I stared out of the window, trees passing by me at sixty miles per hour. Music softly playing in the front seat, jazz. Experimental jazz. The kind of jazz that flows like the highway that I was currently on- curves. One moment north, then northeast, then east then south then snaking back to north. Undulating rhythm, undulating mountain highway, undulating speedometer.
There are multiple turns on the road that look like each other, there is the one that my aunt wrecked her car on that snowy New Year’s Eve a few years back. I think it was that turn. Or maybe it was the next. I couldn’t be sure in this light. But if I were closer back in time, the tire tracks in snow would guide me back.
That turn is Bundy’s Bend. I remember my mom telling me about Bundy (I can’t remember his first name) getting in a car accident there. Inconsequential now, but the memory etched in my mind as we pass the aspens shedding their yellow leaves.

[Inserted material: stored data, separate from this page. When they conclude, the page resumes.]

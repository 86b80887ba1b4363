use axum::{
    http::{HeaderMap, StatusCode},
    middleware::Next,
    response::Response,
};

use stockroom_core::ActorId;

use crate::app::errors;
use crate::context::ActorContext;

pub const ACTOR_HEADER: &str = "x-actor-id";

/// Require an `x-actor-id` header (UUID) and expose it as [`ActorContext`].
pub async fn actor_middleware(
    mut req: axum::http::Request<axum::body::Body>,
    next: Next,
) -> Response {
    let actor = match extract_actor(req.headers()) {
        Ok(actor) => actor,
        Err(message) => return errors::json_error(StatusCode::UNAUTHORIZED, "unauthorized", message),
    };

    req.extensions_mut().insert(ActorContext::new(actor));
    next.run(req).await
}

fn extract_actor(headers: &HeaderMap) -> Result<ActorId, &'static str> {
    let header = headers
        .get(ACTOR_HEADER)
        .ok_or("missing x-actor-id header")?;

    let header = header
        .to_str()
        .map_err(|_| "x-actor-id header is not valid text")?;

    header
        .trim()
        .parse()
        .map_err(|_| "x-actor-id header must be a UUID")
}
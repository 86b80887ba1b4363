use chrono::{DateTime, Utc};
use serde::{Deserialize, Serialize};

use stockroom_core::{BranchId, ProductId, StockError};
use stockroom_inventory::{BranchQuantity, Movement, MovementKind};
use stockroom_infra::{BulkUnassignReport, MovementFilter, Pagination, UnassignOutcome};

// -------------------------
// Request DTOs
// -------------------------

#[derive(Debug, Deserialize)]
pub struct AssignRequest {
    pub product_id: ProductId,
    pub branch_id: BranchId,
    pub quantity: i64,
}

#[derive(Debug, Deserialize)]
pub struct TransferRequest {
    pub product_id: ProductId,
    pub from_branch_id: BranchId,
    pub to_branch_id: BranchId,
    pub quantity: i64,
}

#[derive(Debug, Deserialize)]
pub struct WithdrawRequest {
    pub product_id: ProductId,
    pub branch_id: BranchId,
    pub quantity: i64,
}

#[derive(Debug, Deserialize)]
pub struct CreateBranchRequest {
    pub name: String,
    #[serde(default)]
    pub main: bool,
}

#[derive(Debug, Deserialize)]
pub struct RenameBranchRequest {
    pub name: String,
}

/// Declare a product; a fresh id is minted when none is given.
#[derive(Debug, Default, Deserialize)]
pub struct RegisterProductRequest {
    pub product_id: Option<ProductId>,
}

#[derive(Debug, Default, Deserialize)]
pub struct MovementQuery {
    pub product_id: Option<ProductId>,
    pub branch_id: Option<BranchId>,
    pub kind: Option<MovementKind>,
    pub from: Option<DateTime<Utc>>,
    pub to: Option<DateTime<Utc>>,
    pub limit: Option<u32>,
    pub offset: Option<u32>,
}

impl MovementQuery {
    pub fn filter(&self) -> MovementFilter {
        MovementFilter {
            product_id: self.product_id,
            branch_id: self.branch_id,
            kind: self.kind,
            occurred_after: self.from,
            occurred_before: self.to,
        }
    }

    pub fn pagination(&self) -> Pagination {
        Pagination::new(self.limit, self.offset)
    }
}

#[derive(Debug, Default, Deserialize)]
pub struct ReconcileQuery {
    pub product_id: Option<ProductId>,
}

// -------------------------
// Response DTOs
// -------------------------

#[derive(Debug, Serialize)]
pub struct QuantityResponse {
    pub product_id: ProductId,
    pub branch_id: BranchId,
    pub quantity: i64,
}

#[derive(Debug, Serialize)]
pub struct ProductStockResponse {
    pub product_id: ProductId,
    /// Widened so branch quantities near `i64::MAX` still add up.
    pub total: i128,
    pub branches: Vec<BranchQuantity>,
}

impl ProductStockResponse {
    pub fn new(product_id: ProductId, branches: Vec<BranchQuantity>) -> Self {
        let total = branches.iter().map(|b| i128::from(b.quantity)).sum();
        Self {
            product_id,
            total,
            branches,
        }
    }
}

#[derive(Debug, Serialize)]
pub struct ProductResponse {
    pub product_id: ProductId,
    pub created: bool,
}

#[derive(Debug, Serialize)]
pub struct ErrorBody {
    pub error: &'static str,
    pub message: String,
}

impl From<&StockError> for ErrorBody {
    fn from(value: &StockError) -> Self {
        Self {
            error: value.code(),
            message: value.to_string(),
        }
    }
}

#[derive(Debug, Serialize)]
#[serde(rename_all = "lowercase")]
pub enum OutcomeStatus {
    Moved,
    Failed,
}

#[derive(Debug, Serialize)]
pub struct UnassignOutcomeDto {
    pub product_id: ProductId,
    pub quantity: i64,
    pub status: OutcomeStatus,
    #[serde(skip_serializing_if = "Option::is_none")]
    pub movement: Option<Movement>,
    #[serde(skip_serializing_if = "Option::is_none")]
    pub error: Option<ErrorBody>,
}

impl From<UnassignOutcome> for UnassignOutcomeDto {
    fn from(value: UnassignOutcome) -> Self {
        match value.result {
            Ok(movement) => Self {
                product_id: value.product_id,
                quantity: value.quantity,
                status: OutcomeStatus::Moved,
                movement: Some(movement),
                error: None,
            },
            Err(err) => Self {
                product_id: value.product_id,
                quantity: value.quantity,
                status: OutcomeStatus::Failed,
                movement: None,
                error: Some(ErrorBody::from(&err)),
            },
        }
    }
}

#[derive(Debug, Serialize)]
pub struct BulkUnassignResponse {
    pub branch_id: BranchId,
    pub main_branch_id: BranchId,
    pub succeeded: usize,
    pub failed: usize,
    pub outcomes: Vec<UnassignOutcomeDto>,
}

impl From<BulkUnassignReport> for BulkUnassignResponse {
    fn from(value: BulkUnassignReport) -> Self {
        Self {
            branch_id: value.branch_id,
            main_branch_id: value.main_branch_id,
            succeeded: value.succeeded(),
            failed: value.failed(),
            outcomes: value.outcomes.into_iter().map(UnassignOutcomeDto::from).collect(),
        }
    }
}

#[cfg(test)]
mod tests {
    use super::*;

    #[test]
    fn product_total_sums_past_i64_max() {
        let branch = |quantity| BranchQuantity {
            branch_id: BranchId::new(),
            branch_name: "x".to_string(),
            is_main: false,
            quantity,
        };
        let resp = ProductStockResponse::new(ProductId::new(), vec![branch(i64::MAX), branch(2)]);
        assert_eq!(resp.total, i128::from(i64::MAX) + 2);

        let json = serde_json::to_string(&resp).unwrap();
        assert!(json.contains(r#""total":9223372036854775809"#));
    }
}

Was that a deer? I should tell my mom to slow down, where there is one deer, there are likely more. But I stay silent. The danger has passed and she doesn’t need any distractions. We are already distracted enough.
My mind wanders back two hours. “Shit” the doctor said. The word repeats in my head, echoing through to the future. Do I even have a future? The paper in his hands shaking. The father of my friend. I have spent hours in his wood floored home. You can’t get away with anything noisy in that echo chamber.
Shit.
Shit.
Shit.
Is that a patch of snow? My body shivers at the thought of the night when I was driving with my girlfriend’s best friend. I should have scraped more of the ice off of the windshield and waited for the defroster to work instead of driving down the road. We were laughing so hard, but I don’t even remember why. It was actually really dangerous. But that hasn’t happened yet. That is next year.
Right now, there is a highway patrol officer. Traffic is stopped. He has a flashlight and is looking into each vehicle as it slowly drives by. What is going on? I’ll never know, but the incident will reverberate through my mind for decades. Nothing happens on forested highways in the middle of nowhere.
The road is a stream that leads to a river that leads to the ocean. In California, all roads eventually lead to the ocean. Down the hills, through the valley and to the ocean. Everything is concrete and asphalt now. The road flowing noisily beneath us, mile after mile, thousands of revolutions leading me to my fate.
I am disoriented. What time is it exactly? I know that I slept, but for how long? How many miles have rolled behind us? The fear from the front seat is palpable as my grandmother and mother chat about anything, anything but what is most on their minds.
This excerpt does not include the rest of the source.